Als Kunsthistoriker bin ich bild-, medien- und lärmempfindlich. In der heutigen Zeit wird in den Medien immer mehr `gebrüllt', akustisch und optisch. Leider nicht nur dort, auch fast in jedem Kinderzimmer. Heute hörte ich anläßlich der Gamescom in Köln ein apologetisches Interview bei WDR 5 mit einem Professor für 'Neue Medien', der allen Ernstes behauptete, ständige PC-Spiele von Kinder und Jugendlichen förderten die soziale Kompetenz und die intellektuellen Fähigkeiten. Zwar wären über 50% der PC-Spiele Gewaltspiele, aber früher hätte es ja 'Cowboy und Indianer' gegeben. Es werden inzwischen Milliarden mit Gewaltspielen umgesetzt (es gibt auch andere). Der Gehirnforscher Spitzner warnt vor den Folgen der neuen, interaktiven Welten der Bilder, denn das sind ja alle PC-Spiele: neue Bilderwelten. Er meint, sie führen zur Demenz.

Was hat das mit dem Wort 'du sollst dir kein Bildnis machen' zu tun? Es hat viel damit zu tun! Denn dieses Wort hat als Nebenbedeutung: 'du sollst dir auch kein Bildnis machen lassen'. Kein Bildnis Gottes und der Welt, daher auch kein Bildnis des Menschen in seinem Tun, denke ich. Der Grundgedanke scheint mir überzeugend: Bilder sind oft Verführer. Und der Mensch neigt zur Anschauung, nicht zur Idee.
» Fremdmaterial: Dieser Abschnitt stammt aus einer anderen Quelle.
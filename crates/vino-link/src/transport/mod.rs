//! Transport abstraction.
//!
//! The session client drives a full-duplex, message-oriented channel
//! without knowing how it is implemented. A transport reports what happens
//! to the channel through a [`TransportSink`]; the client writes to the
//! channel through the [`TransportHandle`] returned by [`Transport::open`].

use tokio::sync::mpsc;

use crate::error::LinkError;

#[cfg(feature = "websocket")]
mod websocket;

#[cfg(feature = "websocket")]
pub use websocket::WsTransport;

/// Notification from a transport about its channel.
#[derive(Debug, Clone, PartialEq, Eq)]
pub enum TransportEvent {
    /// The channel is open.
    Opened,
    /// A text payload arrived.
    Message(String),
    /// The channel ended, for any reason.
    ///
    /// Reported at most once per opened handle, including when the
    /// connection could not be established.
    Closed {
        /// Human-readable reason.
        reason: String,
    },
    /// Something went wrong; a `Closed` may or may not follow.
    Error(String),
}

/// A [`TransportEvent`] tagged with the handle it came from.
#[derive(Debug)]
pub(crate) struct Notification {
    pub(crate) generation: u64,
    pub(crate) event: TransportEvent,
}

/// Where a transport reports events for one opened handle.
#[derive(Debug, Clone)]
pub struct TransportSink {
    generation: u64,
    tx: mpsc::UnboundedSender<Notification>,
}

impl TransportSink {
    pub(crate) const fn new(generation: u64, tx: mpsc::UnboundedSender<Notification>) -> Self {
        Self { generation, tx }
    }

    /// Which connection attempt this sink belongs to.
    #[must_use]
    pub const fn generation(&self) -> u64 {
        self.generation
    }

    /// Report an event. Returns `false` if the client has been disposed.
    pub fn emit(&self, event: TransportEvent) -> bool {
        self.tx
            .send(Notification {
                generation: self.generation,
                event,
            })
            .is_ok()
    }

    /// Whether the client is still listening.
    #[must_use]
    pub fn is_closed(&self) -> bool {
        self.tx.is_closed()
    }
}

/// Write side of one opened channel.
pub trait TransportHandle: Send {
    /// Queue a text payload for delivery.
    fn send(&mut self, text: String) -> Result<(), LinkError>;

    /// Request shutdown of the channel.
    fn close(&mut self);
}

/// Opens channels to a session server.
pub trait Transport: Send + Sync + 'static {
    /// Start opening a channel to `endpoint`.
    ///
    /// Must return without waiting for the connection; the outcome is
    /// reported through `sink`.
    fn open(&self, endpoint: &str, sink: TransportSink) -> Box<dyn TransportHandle>;
}
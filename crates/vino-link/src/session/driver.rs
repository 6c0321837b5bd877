//! Driver task that executes machine effects.

use std::collections::VecDeque;
use std::pin::Pin;
use std::sync::atomic::{AtomicU32, Ordering};
use std::sync::Arc;

use tokio::sync::mpsc;
use tokio::time::{sleep, Sleep};
use tracing::{debug, info, warn};

use super::events::SessionEvent;
use super::machine::{Effect, Input, SessionMachine};
use super::state::{AtomicConnectionState, ConnectionState};
use super::subscribers::{self, SharedSubscribers};
use crate::endpoint::EndpointResolver;
use crate::error::LinkError;
use crate::transport::{Notification, Transport, TransportHandle, TransportSink};

/// Requests from the client handle.
#[derive(Debug)]
pub(crate) enum Command {
    Connect,
    Send(String),
    /// Payload that could not be encoded on the caller's side.
    Rejected(LinkError),
    Close,
    Dispose,
}

/// State readable from the handle without a round trip.
#[derive(Debug)]
pub(crate) struct SharedStatus {
    pub(crate) state: AtomicConnectionState,
    pub(crate) attempt: AtomicU32,
}

impl SharedStatus {
    pub(crate) const fn new() -> Self {
        Self {
            state: AtomicConnectionState::new(ConnectionState::Disconnected),
            attempt: AtomicU32::new(0),
        }
    }
}

/// Owns the machine, the live transport handle and the reconnect timer.
///
/// Runs as a single task: commands, transport notifications and the timer
/// are handled one at a time.
pub(crate) struct Driver {
    machine: SessionMachine,
    transport: Arc<dyn Transport>,
    resolver: Arc<dyn EndpointResolver>,
    subscribers: SharedSubscribers,
    status: Arc<SharedStatus>,
    handle: Option<Box<dyn TransportHandle>>,
    timer: Option<Pin<Box<Sleep>>>,
    notify_tx: mpsc::UnboundedSender<Notification>,
}

impl Driver {
    pub(crate) fn new(
        machine: SessionMachine,
        transport: Arc<dyn Transport>,
        resolver: Arc<dyn EndpointResolver>,
        subscribers: SharedSubscribers,
        status: Arc<SharedStatus>,
        notify_tx: mpsc::UnboundedSender<Notification>,
    ) -> Self {
        Self {
            machine,
            transport,
            resolver,
            subscribers,
            status,
            handle: None,
            timer: None,
            notify_tx,
        }
    }

    pub(crate) async fn run(
        mut self,
        mut commands: mpsc::UnboundedReceiver<Command>,
        mut notifications: mpsc::UnboundedReceiver<Notification>,
    ) {
        loop {
            let input = tokio::select! {
                biased;

                cmd = commands.recv() => match cmd {
                    Some(Command::Connect) => Input::Connect,
                    Some(Command::Send(text)) => Input::Send(text),
                    Some(Command::Rejected(err)) => {
                        warn!(error = %err, "dropping payload");
                        self.emit(&SessionEvent::error(err));
                        continue;
                    }
                    Some(Command::Close) => Input::Close,
                    Some(Command::Dispose) | None => break,
                },

                Some(note) = notifications.recv() => Input::Transport {
                    generation: note.generation,
                    event: note.event,
                },

                () = wait_for(&mut self.timer) => {
                    self.timer = None;
                    Input::ReconnectTimer
                }
            };

            self.step(input);
        }

        self.shutdown();
    }

    /// Feed an input through the machine and carry out its effects.
    fn step(&mut self, input: Input) {
        let mut pending = VecDeque::from([input]);
        while let Some(input) = pending.pop_front() {
            let effects = self.machine.handle(input);
            self.publish();
            for effect in effects {
                if let Some(next) = self.apply(effect) {
                    pending.push_back(next);
                }
            }
        }
    }

    fn apply(&mut self, effect: Effect) -> Option<Input> {
        match effect {
            Effect::Open { generation } => return self.open(generation),
            Effect::CloseTransport => {
                if let Some(mut handle) = self.handle.take() {
                    handle.close();
                }
            }
            Effect::Transmit(text) => match self.handle.as_mut() {
                Some(handle) => {
                    if let Err(err) = handle.send(text) {
                        warn!(error = %err, "transport rejected payload");
                        self.emit(&SessionEvent::error(err));
                    }
                }
                None => warn!("no transport handle to send on"),
            },
            Effect::ScheduleReconnect { delay } => {
                self.timer = Some(Box::pin(sleep(delay)));
            }
            Effect::CancelReconnect => {
                if self.timer.take().is_some() {
                    debug!("pending reconnect cancelled");
                }
            }
            Effect::Emit(event) => self.emit(&event),
        }
        None
    }

    fn open(&mut self, generation: u64) -> Option<Input> {
        // Only one live handle at a time.
        if let Some(mut stale) = self.handle.take() {
            stale.close();
        }

        match self.resolver.resolve() {
            Ok(endpoint) => {
                info!(endpoint = %endpoint, generation, "opening session connection");
                let sink = TransportSink::new(generation, self.notify_tx.clone());
                self.handle = Some(self.transport.open(&endpoint, sink));
                None
            }
            Err(error) => Some(Input::OpenFailed { generation, error }),
        }
    }

    fn emit(&self, event: &SessionEvent) {
        subscribers::emit(&self.subscribers, event);
    }

    fn publish(&self) {
        self.status.state.store(self.machine.state());
        self.status
            .attempt
            .store(self.machine.attempt(), Ordering::SeqCst);
    }

    fn shutdown(&mut self) {
        self.step(Input::Close);
        self.timer = None;
        if let Some(mut handle) = self.handle.take() {
            handle.close();
        }
        debug!("session driver stopped");
    }
}

async fn wait_for(timer: &mut Option<Pin<Box<Sleep>>>) {
    match timer {
        Some(sleep) => sleep.as_mut().await,
        None => std::future::pending().await,
    }
}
Hinter jedem 'Brüllen' von Bild und Ton steckt ein Interesse. Oft ist es finanziell. Der 'olle Marx' schrieb sinngemäß: 'wenn eine Idee auf ein Interesse stößt, ist es immer die Idee, die sich blamiert'. Mit anderen Worten: Interessen setzen sich durch. Ideen gibt es viele. Nehmen wir folgenden Gedanken: 'Am Anfang war das Wort'. Wenn es so geblieben wäre! Denn kaum war das gesprochen, flüsterten die Interessen sich zu: 'Am Anfang war das Bild'. Wie bei jedem Verkaufsgespräch, bei dem Erzeugen von Bildern. Bilder erzeugen Begehren. Worte sind dann nur die Brücken zu Wünschen, die durch Bildern erst geschaffen wurden.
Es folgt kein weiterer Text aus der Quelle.